▶ Records excerpted from a collection:
------------------------

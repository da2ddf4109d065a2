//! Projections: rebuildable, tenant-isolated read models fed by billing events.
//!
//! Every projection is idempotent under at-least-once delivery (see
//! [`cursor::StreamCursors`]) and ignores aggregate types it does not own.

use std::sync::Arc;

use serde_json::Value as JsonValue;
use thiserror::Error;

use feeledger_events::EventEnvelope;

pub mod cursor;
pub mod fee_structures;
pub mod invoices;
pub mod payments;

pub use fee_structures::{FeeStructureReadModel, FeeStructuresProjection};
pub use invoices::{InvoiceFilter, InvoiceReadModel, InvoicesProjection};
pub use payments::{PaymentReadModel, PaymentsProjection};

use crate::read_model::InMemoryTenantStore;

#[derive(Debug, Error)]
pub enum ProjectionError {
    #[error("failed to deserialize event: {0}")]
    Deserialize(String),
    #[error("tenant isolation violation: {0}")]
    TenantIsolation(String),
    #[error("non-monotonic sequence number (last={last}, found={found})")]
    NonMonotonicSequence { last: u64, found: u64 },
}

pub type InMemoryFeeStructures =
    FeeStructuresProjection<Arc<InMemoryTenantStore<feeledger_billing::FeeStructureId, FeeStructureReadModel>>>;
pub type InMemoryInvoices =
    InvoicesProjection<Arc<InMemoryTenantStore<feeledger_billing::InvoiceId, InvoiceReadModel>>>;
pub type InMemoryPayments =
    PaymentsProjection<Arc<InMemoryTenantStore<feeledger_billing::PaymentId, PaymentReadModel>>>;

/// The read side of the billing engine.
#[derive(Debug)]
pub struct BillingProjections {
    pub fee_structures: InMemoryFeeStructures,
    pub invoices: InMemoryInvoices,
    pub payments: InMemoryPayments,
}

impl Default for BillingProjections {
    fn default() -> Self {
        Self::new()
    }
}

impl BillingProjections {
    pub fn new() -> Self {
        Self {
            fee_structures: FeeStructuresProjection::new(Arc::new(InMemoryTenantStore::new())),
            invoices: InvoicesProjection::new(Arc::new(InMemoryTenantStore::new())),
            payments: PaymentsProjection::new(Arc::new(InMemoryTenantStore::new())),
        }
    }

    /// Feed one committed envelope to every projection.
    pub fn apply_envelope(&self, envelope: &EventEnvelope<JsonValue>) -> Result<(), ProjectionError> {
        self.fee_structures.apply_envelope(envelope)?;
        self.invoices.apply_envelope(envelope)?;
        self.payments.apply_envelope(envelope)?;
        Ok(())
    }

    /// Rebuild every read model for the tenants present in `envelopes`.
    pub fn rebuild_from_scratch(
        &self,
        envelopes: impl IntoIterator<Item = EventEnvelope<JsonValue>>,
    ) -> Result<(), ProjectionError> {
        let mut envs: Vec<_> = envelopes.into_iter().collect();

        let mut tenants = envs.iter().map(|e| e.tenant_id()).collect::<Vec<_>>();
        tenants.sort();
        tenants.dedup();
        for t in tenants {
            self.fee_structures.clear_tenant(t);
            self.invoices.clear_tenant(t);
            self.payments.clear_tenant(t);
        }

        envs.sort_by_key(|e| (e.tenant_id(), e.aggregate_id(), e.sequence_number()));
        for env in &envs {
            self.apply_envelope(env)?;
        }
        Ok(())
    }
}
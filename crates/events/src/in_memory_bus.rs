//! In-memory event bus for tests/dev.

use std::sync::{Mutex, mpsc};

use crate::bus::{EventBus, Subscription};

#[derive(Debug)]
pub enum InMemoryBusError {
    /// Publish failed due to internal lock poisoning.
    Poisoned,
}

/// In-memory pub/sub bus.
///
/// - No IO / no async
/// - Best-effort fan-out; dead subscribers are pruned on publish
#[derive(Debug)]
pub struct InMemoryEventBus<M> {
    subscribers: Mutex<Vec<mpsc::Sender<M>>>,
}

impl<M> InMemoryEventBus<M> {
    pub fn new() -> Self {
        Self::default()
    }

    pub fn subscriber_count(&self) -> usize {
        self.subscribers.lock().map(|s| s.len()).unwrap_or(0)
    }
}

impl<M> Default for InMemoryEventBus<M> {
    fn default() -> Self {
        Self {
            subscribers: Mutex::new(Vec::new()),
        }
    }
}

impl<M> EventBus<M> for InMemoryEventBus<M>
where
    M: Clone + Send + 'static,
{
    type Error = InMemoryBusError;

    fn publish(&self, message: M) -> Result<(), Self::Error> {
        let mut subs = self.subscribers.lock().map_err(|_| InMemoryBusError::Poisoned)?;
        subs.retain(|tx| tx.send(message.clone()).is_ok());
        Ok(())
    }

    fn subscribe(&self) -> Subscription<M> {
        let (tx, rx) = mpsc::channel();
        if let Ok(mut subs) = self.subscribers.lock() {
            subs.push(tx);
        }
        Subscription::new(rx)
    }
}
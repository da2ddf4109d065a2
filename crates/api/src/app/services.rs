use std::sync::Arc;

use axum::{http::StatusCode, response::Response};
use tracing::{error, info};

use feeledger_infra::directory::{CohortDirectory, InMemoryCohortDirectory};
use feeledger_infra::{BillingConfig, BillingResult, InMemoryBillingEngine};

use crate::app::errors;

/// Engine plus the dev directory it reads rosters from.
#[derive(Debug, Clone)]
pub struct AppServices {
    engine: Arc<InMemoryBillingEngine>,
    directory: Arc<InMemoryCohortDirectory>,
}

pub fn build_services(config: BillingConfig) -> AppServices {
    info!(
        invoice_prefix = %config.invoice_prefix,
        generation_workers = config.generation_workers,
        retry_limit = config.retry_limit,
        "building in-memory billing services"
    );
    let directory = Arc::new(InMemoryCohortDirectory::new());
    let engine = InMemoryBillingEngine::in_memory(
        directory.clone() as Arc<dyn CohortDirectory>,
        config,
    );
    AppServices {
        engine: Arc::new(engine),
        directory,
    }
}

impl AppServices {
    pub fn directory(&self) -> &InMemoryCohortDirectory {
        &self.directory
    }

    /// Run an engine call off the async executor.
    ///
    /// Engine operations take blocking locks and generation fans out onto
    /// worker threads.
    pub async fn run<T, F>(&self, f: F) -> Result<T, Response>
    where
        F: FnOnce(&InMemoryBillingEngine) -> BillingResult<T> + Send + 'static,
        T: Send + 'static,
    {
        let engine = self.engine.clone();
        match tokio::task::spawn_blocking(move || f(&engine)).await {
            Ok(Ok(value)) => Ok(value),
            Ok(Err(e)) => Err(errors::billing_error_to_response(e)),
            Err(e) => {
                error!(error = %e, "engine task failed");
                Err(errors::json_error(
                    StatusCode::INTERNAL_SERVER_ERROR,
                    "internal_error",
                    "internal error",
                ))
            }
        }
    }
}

------------------------

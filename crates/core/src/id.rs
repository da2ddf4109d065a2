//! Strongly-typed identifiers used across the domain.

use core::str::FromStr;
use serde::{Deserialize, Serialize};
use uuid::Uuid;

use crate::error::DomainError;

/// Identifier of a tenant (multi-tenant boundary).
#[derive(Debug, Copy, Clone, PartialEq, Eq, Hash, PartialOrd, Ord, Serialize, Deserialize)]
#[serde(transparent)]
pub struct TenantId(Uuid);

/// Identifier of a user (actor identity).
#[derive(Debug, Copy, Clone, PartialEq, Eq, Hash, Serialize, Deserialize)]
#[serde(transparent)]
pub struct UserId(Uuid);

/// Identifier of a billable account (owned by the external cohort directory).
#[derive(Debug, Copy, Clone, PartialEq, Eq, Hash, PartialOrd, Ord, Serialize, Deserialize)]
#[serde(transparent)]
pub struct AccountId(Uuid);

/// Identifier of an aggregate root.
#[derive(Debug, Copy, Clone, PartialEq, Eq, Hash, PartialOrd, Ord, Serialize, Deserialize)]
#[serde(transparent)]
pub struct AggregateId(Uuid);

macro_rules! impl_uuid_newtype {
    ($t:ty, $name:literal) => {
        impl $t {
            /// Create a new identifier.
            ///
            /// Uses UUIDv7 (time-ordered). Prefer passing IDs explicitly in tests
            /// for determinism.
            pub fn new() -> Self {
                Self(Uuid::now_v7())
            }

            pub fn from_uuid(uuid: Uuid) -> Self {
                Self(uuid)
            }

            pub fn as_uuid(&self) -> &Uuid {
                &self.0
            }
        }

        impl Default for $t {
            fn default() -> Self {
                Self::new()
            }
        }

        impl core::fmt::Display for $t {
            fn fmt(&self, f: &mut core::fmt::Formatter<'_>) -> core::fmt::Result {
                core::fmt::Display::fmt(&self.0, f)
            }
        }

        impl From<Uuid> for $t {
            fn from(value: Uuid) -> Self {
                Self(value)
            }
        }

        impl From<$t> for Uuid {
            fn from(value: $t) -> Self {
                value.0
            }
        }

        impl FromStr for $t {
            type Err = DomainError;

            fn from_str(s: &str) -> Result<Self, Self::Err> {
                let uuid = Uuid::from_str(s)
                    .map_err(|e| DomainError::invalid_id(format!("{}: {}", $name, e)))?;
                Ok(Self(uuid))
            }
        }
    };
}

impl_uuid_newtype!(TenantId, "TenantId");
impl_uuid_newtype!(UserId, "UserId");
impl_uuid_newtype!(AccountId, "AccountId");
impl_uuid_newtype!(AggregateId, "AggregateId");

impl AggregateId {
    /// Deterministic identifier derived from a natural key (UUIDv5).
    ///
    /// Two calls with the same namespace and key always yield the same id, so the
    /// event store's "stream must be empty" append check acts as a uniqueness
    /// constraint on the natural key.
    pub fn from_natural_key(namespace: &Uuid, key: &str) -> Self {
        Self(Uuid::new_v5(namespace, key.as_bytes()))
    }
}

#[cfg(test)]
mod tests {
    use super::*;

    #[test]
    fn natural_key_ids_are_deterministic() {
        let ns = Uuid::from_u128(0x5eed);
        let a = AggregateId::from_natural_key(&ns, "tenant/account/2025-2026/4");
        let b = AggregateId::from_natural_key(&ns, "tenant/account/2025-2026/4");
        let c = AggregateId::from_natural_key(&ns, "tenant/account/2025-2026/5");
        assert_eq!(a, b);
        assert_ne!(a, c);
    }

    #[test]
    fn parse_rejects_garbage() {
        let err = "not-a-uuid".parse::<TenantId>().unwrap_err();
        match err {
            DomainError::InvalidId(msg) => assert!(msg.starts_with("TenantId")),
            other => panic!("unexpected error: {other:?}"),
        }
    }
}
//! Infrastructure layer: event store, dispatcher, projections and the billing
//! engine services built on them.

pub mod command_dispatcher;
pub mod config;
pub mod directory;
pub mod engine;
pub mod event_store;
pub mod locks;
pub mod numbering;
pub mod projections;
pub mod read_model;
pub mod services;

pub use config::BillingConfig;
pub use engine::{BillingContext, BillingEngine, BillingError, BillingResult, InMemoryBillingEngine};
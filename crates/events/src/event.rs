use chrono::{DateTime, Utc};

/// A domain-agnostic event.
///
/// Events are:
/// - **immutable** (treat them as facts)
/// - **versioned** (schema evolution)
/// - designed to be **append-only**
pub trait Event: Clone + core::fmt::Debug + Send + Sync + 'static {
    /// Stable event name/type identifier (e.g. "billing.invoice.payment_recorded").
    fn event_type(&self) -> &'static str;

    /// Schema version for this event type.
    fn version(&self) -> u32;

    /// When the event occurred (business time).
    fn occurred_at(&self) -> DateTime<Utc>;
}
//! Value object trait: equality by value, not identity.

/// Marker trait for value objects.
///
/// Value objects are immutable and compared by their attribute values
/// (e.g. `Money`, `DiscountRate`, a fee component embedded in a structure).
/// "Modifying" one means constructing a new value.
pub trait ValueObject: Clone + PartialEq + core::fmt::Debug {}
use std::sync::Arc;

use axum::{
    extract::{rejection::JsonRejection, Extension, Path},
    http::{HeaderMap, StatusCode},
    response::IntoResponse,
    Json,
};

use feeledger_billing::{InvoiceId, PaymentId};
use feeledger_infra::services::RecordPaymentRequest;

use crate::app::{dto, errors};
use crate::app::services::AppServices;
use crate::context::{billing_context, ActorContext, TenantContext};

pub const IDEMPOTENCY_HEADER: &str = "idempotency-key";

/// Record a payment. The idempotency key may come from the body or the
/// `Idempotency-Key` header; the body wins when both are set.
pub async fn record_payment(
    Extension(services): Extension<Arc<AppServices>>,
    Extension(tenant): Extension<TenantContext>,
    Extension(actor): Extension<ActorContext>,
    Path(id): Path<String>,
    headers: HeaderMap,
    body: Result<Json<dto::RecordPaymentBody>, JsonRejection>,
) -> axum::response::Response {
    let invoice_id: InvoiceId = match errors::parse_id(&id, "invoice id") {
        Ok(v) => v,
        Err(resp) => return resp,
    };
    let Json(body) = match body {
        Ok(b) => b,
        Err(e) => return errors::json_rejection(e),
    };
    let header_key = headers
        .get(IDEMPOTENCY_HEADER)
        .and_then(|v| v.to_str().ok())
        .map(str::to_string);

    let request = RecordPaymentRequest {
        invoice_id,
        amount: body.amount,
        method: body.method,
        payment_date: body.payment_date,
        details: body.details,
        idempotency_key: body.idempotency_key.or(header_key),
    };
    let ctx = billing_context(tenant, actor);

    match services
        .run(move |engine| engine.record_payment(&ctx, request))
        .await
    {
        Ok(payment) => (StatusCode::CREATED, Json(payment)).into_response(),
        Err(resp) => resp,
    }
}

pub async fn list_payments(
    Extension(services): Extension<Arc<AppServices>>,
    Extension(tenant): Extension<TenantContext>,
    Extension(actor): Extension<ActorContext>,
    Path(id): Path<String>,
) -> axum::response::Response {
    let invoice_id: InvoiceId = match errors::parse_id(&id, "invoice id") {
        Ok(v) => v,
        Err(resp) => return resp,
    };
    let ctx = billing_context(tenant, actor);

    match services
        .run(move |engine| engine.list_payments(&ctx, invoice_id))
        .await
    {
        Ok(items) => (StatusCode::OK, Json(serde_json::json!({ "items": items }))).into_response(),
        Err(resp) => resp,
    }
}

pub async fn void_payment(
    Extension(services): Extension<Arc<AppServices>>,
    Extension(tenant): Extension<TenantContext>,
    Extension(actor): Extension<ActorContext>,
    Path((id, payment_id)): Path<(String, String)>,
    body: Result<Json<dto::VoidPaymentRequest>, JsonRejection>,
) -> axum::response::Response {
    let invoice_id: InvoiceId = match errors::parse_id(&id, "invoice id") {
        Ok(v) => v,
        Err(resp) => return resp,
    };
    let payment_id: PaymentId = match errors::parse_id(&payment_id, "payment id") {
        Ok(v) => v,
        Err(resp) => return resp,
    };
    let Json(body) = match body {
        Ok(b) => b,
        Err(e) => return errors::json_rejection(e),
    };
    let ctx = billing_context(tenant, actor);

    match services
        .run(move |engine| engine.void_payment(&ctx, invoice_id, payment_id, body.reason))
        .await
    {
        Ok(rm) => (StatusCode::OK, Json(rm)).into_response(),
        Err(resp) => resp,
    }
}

------------------------

▶ Try it: Using the records above, set down exactly the lines from the one with "at-least-once delivery (see" through the one with "pub type InMemoryInvoices", inclusive, and nothing more.

▶ Task result:
//! Every projection is idempotent under at-least-once delivery (see
//! [`cursor::StreamCursors`]) and ignores aggregate types it does not own.

use std::sync::Arc;

use serde_json::Value as JsonValue;
use thiserror::Error;

use feeledger_events::EventEnvelope;

pub mod cursor;
pub mod fee_structures;
pub mod invoices;
pub mod payments;

pub use fee_structures::{FeeStructureReadModel, FeeStructuresProjection};
pub use invoices::{InvoiceFilter, InvoiceReadModel, InvoicesProjection};
pub use payments::{PaymentReadModel, PaymentsProjection};

use crate::read_model::InMemoryTenantStore;

#[derive(Debug, Error)]
pub enum ProjectionError {
    #[error("failed to deserialize event: {0}")]
    Deserialize(String),
    #[error("tenant isolation violation: {0}")]
    TenantIsolation(String),
    #[error("non-monotonic sequence number (last={last}, found={found})")]
    NonMonotonicSequence { last: u64, found: u64 },
}

pub type InMemoryFeeStructures =
    FeeStructuresProjection<Arc<InMemoryTenantStore<feeledger_billing::FeeStructureId, FeeStructureReadModel>>>;
pub type InMemoryInvoices =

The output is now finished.